Did other girls behave like this? He would bet they didn’t. He wished she were, oh, more womanly, sometimes. More experienced. He said, “This is supposed to be a moment of romantic passion, must I remind you.” He said, “We’re not in kindergarten, here.” Once he said, “Have you ever considered wearing stockings that have seams?” But when Cicely started laughing she just couldn’t seem to stop, and all she did was shake her head and wipe the tears from her eyes.

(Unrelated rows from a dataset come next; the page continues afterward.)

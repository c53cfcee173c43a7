//! Bar-by-bar driver: the heart of the backtesting engine.
//!
//! Per simulated bar:
//! 1. Cancellation check
//! 2. Record capital on the equity curve
//! 3. Circuit breakers (ruin, drawdown limit) → halt, no further trades
//! 4. Funding accrual on open positions
//! 5. Exits for every open position (stop adjustment, then stop / target / time)
//! 6. At most one entry, when below the position cap and past the cooldown
//!
//! After the loop the remaining positions are optionally closed at the last
//! close, and one closing equity point is appended.

use super::config::{ConfigError, EngineConfig};
use super::entries::{plan_entry, EntryRejection};
use super::exits::{check_exit, realize, ExitFill};
use super::funding::accrue;
use super::state::{EngineState, HaltReason, RunResult, Termination};
use crate::components::{BarContext, EntrySignal};
use crate::domain::series::elapsed_days;
use crate::domain::{BarSeries, ExitKind, SeriesError, Side};
use crate::metrics::{max_drawdown, monthly_return, total_return, TradeStats};
use crate::position_management::{adjust_stop, StopAdjuster};
use crate::sizers::{scaled_risk, Sizer};
use std::sync::atomic::{AtomicBool, Ordering};
use thiserror::Error;
use tracing::{debug, info, warn};

/// Failures detected before the first bar is simulated.
#[derive(Debug, Clone, PartialEq, Error)]
pub enum EngineError {
    #[error("invalid config: {0}")]
    Config(#[from] ConfigError),

    #[error("invalid bar series: {0}")]
    Series(#[from] SeriesError),

    #[error("warmup of {warmup} bars leaves nothing to simulate in a {len}-bar series")]
    WarmupTooLong { warmup: usize, len: usize },
}

/// Run a backtest to completion (or halt).
pub fn run_backtest(
    series: &BarSeries,
    config: &EngineConfig,
    signal: &dyn EntrySignal,
) -> Result<RunResult, EngineError> {
    Ok(Backtest::new(series, config, signal)?.run(None))
}

/// Like [`run_backtest`], but stops at the next bar once `cancel` is set and
/// returns the partial result.
pub fn run_backtest_cancellable(
    series: &BarSeries,
    config: &EngineConfig,
    signal: &dyn EntrySignal,
    cancel: &AtomicBool,
) -> Result<RunResult, EngineError> {
    Ok(Backtest::new(series, config, signal)?.run(Some(cancel)))
}

/// A validated, ready-to-run backtest.
pub struct Backtest<'a> {
    series: &'a BarSeries,
    config: &'a EngineConfig,
    signal: &'a dyn EntrySignal,
    sizer: Box<dyn Sizer>,
    adjusters: Vec<Box<dyn StopAdjuster>>,
}

impl<'a> Backtest<'a> {
    /// Validate config and series up front; nothing runs on failure.
    pub fn new(
        series: &'a BarSeries,
        config: &'a EngineConfig,
        signal: &'a dyn EntrySignal,
    ) -> Result<Self, EngineError> {
        config.validate()?;
        if series.is_empty() {
            return Err(SeriesError::Empty.into());
        }
        if config.warmup_bars >= series.len() {
            return Err(EngineError::WarmupTooLong {
                warmup: config.warmup_bars,
                len: series.len(),
            });
        }
        let mut required = config.required_columns();
        required.extend(signal.required_columns());
        series.require_columns(&required, config.warmup_bars)?;
        for name in config.optional_columns().into_iter().chain(signal.level_columns()) {
            if !series.has_column(&name) {
                return Err(SeriesError::MissingColumn { name }.into());
            }
        }

        Ok(Self {
            series,
            config,
            signal,
            sizer: config.build_sizer(),
            adjusters: config.build_stop_adjusters(),
        })
    }

    /// Replace the sizer chosen by the config.
    pub fn with_sizer(mut self, sizer: Box<dyn Sizer>) -> Self {
        self.sizer = sizer;
        self
    }

    pub fn run(&self, cancel: Option<&AtomicBool>) -> RunResult {
        let cfg = self.config;
        let start = cfg.warmup_bars;
        let n = self.series.len();
        let mut state = EngineState::new(cfg.initial_capital, n - start);
        let mut last_index = start;

        debug!(
            symbol = self.series.symbol(),
            signal = self.signal.name(),
            sizer = self.sizer.name(),
            bars = n - start,
            "starting backtest"
        );

        for t in start..n {
            if cancel.is_some_and(|c| c.load(Ordering::Relaxed)) {
                info!(bar = t, "backtest cancelled");
                state.termination = Termination::Cancelled { bar_index: t };
                break;
            }
            last_index = t;
            let ctx = BarContext::new(self.series, t);

            state.equity_curve.push(state.account.capital);

            if let Some(reason) = self.breaker(&state) {
                warn!(
                    bar = t,
                    ?reason,
                    capital = state.account.capital,
                    "circuit breaker tripped, halting"
                );
                state.termination = Termination::Halted {
                    reason,
                    bar_index: t,
                };
                break;
            }

            if let Some(funding) = &cfg.funding {
                for pos in state.positions.iter_mut() {
                    accrue(pos, &ctx, funding);
                }
            }

            self.process_exits(&mut state, &ctx);
            self.process_entry(&mut state, &ctx);
        }

        if cfg.close_at_end && state.termination == Termination::Completed {
            let ctx = BarContext::new(self.series, last_index);
            let fill = ExitFill {
                kind: ExitKind::EndOfData,
                price: ctx.bar().close,
            };
            for pos in std::mem::take(&mut state.positions) {
                let trade = realize(&pos, fill, ctx.bar(), last_index, cfg.cost_rate());
                state.book(trade);
            }
        }

        state.equity_curve.push(state.account.capital);
        self.finish(state, start, last_index)
    }

    fn breaker(&self, state: &EngineState) -> Option<HaltReason> {
        let acct = &state.account;
        if acct.capital < self.config.circuit_breaker_fraction * acct.initial_capital {
            return Some(HaltReason::Ruin);
        }
        match self.config.max_drawdown_halt {
            Some(limit) if acct.drawdown_from_peak() > limit => Some(HaltReason::DrawdownLimit),
            _ => None,
        }
    }

    fn process_exits(&self, state: &mut EngineState, ctx: &BarContext<'_>) {
        let bar = ctx.bar();
        let t = ctx.index();
        let cost = self.config.cost_rate();
        let mut open = Vec::with_capacity(state.positions.len());

        for mut pos in std::mem::take(&mut state.positions) {
            pos.update_extremes(bar);
            if adjust_stop(&mut pos, bar, &self.adjusters, cost) {
                debug!(bar = t, stop = pos.stop, "stop adjusted");
            }
            match check_exit(&pos, bar, t, self.config.max_holding_bars) {
                Some(fill) => {
                    let trade = realize(&pos, fill, bar, t, cost);
                    debug!(
                        bar = t,
                        kind = %trade.exit_kind,
                        price = trade.exit_price,
                        pnl = trade.pnl,
                        "exit"
                    );
                    state.book(trade);
                }
                None => open.push(pos),
            }
        }
        state.positions = open;
    }

    fn process_entry(&self, state: &mut EngineState, ctx: &BarContext<'_>) {
        let cfg = self.config;
        let t = ctx.index();
        if state.positions.len() >= cfg.max_positions
            || !state.account.cooldown_elapsed(t, cfg.cooldown_bars)
        {
            return;
        }

        let Some(side) = self.signal.evaluate_entry(ctx).side() else {
            return;
        };
        match side {
            Side::Long => state.entry_stats.long_signals += 1,
            Side::Short => state.entry_stats.short_signals += 1,
        }

        let day = ctx.bar().timestamp.date_naive();
        if let Some(limit) = cfg.max_entries_per_day {
            if state.account.entries_on(day) >= limit {
                state.entry_stats.rejected_daily_limit += 1;
                return;
            }
        }

        let acct = &state.account;
        let equity = if cfg.compounding {
            acct.capital
        } else {
            acct.initial_capital.min(acct.capital)
        };
        let risk = scaled_risk(cfg.risk_per_trade, acct.total_return(), &cfg.risk_scaling);

        let plan = match plan_entry(ctx, side, self.signal, cfg, self.sizer.as_ref(), equity, risk) {
            Ok(plan) => plan,
            Err(rejection) => {
                let stats = &mut state.entry_stats;
                match rejection {
                    EntryRejection::InvalidStop => stats.rejected_invalid_stop += 1,
                    EntryRejection::ZeroSize => stats.rejected_zero_size += 1,
                    EntryRejection::Unfillable => stats.rejected_unfillable += 1,
                }
                debug!(bar = t, ?rejection, "entry rejected");
                return;
            }
        };

        state.account.record_entry(day);
        state.entry_stats.entries += 1;

        if cfg.instant_stop_check && plan.stopped_on_fill_bar(ctx.bar()) {
            let trade = plan.instant_stop_trade(ctx, cfg.cost_rate());
            debug!(bar = t, side = ?side, pnl = trade.pnl, "instant stop on entry bar");
            state.entry_stats.instant_stops += 1;
            state.book(trade);
            return;
        }

        debug!(
            bar = t,
            side = ?side,
            price = plan.price,
            stop = plan.stop,
            target = plan.target,
            notional = plan.notional,
            "entry"
        );
        state.positions.push(plan.into_position(ctx));
    }

    fn finish(&self, state: EngineState, start: usize, last_index: usize) -> RunResult {
        let cfg = self.config;
        let initial = cfg.initial_capital;
        let final_capital = state.account.capital;
        let bars_processed = match state.termination {
            Termination::Cancelled { bar_index } => bar_index - start,
            _ => last_index - start + 1,
        };
        let elapsed = match (self.series.bar(start), self.series.bar(last_index)) {
            (Some(first), Some(last)) if bars_processed > 0 => elapsed_days(first, last),
            _ => 0.0,
        };
        let stats = TradeStats::from_trades(&state.trades);
        let total = total_return(initial, final_capital);

        let result = RunResult {
            symbol: self.series.symbol().to_string(),
            timeframe: self.series.timeframe().to_string(),
            initial_capital: initial,
            final_capital,
            total_return_pct: total * 100.0,
            monthly_return_pct: monthly_return(initial, final_capital, elapsed, cfg.compounding)
                * 100.0,
            max_drawdown_pct: max_drawdown(&state.equity_curve) * 100.0,
            trade_count: stats.trade_count,
            win_rate_pct: stats.win_rate * 100.0,
            avg_win_pct: stats.avg_win_return * 100.0,
            avg_loss_pct: stats.avg_loss_return * 100.0,
            profit_factor: stats.profit_factor,
            stats,
            entry_stats: state.entry_stats,
            trades: state.trades,
            equity_curve: state.equity_curve,
            open_positions: state.positions,
            termination: state.termination,
            first_bar_index: start,
            bars_processed,
            elapsed_days: elapsed,
        };

        info!(
            symbol = %result.symbol,
            trades = result.trade_count,
            final_capital = result.final_capital,
            return_pct = result.total_return_pct,
            max_dd_pct = result.max_drawdown_pct,
            "backtest finished"
        );
        result
    }
}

One August afternoon, he came home from work to find a note on the hall table: Claudia in hospital, Dad and I staying with kids . At first he didn’t think much about this. Claudia was nearly always in the hospital, it seemed to him, giving birth to one baby or another. He dropped the note in the wastebasket and climbed the stairs, with the dog panting hopefully behind him. But then while he was showering, it occurred to him that Claudia couldn’t be having her baby yet. She didn’t even look very pregnant yet. He’d better call his mother and find out what was wrong.
As soon as he was dressed, he bounded back downstairs to use the phone. But on the next-to-last step he heard somebody crossing the dining room. Beastie, following close on his heels, uttered a low growl. Then Lucy appeared in the doorway. “Ian?” she said.
“Oh,” he said.
She wore a big white shirt of Danny’s and a pair of red pedal pushers, and her hair was tied back in a red bandanna. She looked about twelve years old. “Have you talked with your mom yet?” she asked him.
“No, but she left a note. What’s the matter with Claudia?”
“Oh, nothing all that serious. Just, you know, a little bleeding …”
Ian began studying an area slightly above her head.
“So anyway,” she said, “I thought I’d fix you some supper. Ordinarily I’d invite you to our place, but we’re going out so I brought something over. There’s potato salad, and ham, and I’ve put some peas on the stove to warm up.”
He didn’t tell her he usually ate at Cicely’s. All summer the family had tactfully left her and Danny alone, allowing them to get past the honeymoon stage, so they met only on special occasions like Bee’s birthday and the Fourth of July. Lucy must not have any notion about their day-to-day lives.
He followed her through the dining room to the kitchen, where he found Thomas and Agatha sitting in two straight-backed chairs. There was something eerie about children who kept so quiet you didn’t realize they were in the house. Thomas held a large, naked doll with a matted wig. Agatha’s hands were folded tidily on the table in front of her. They looked at Ian with no more expression than the doll wore. Ian said, “Well, hi, gang,” but neither of them answered.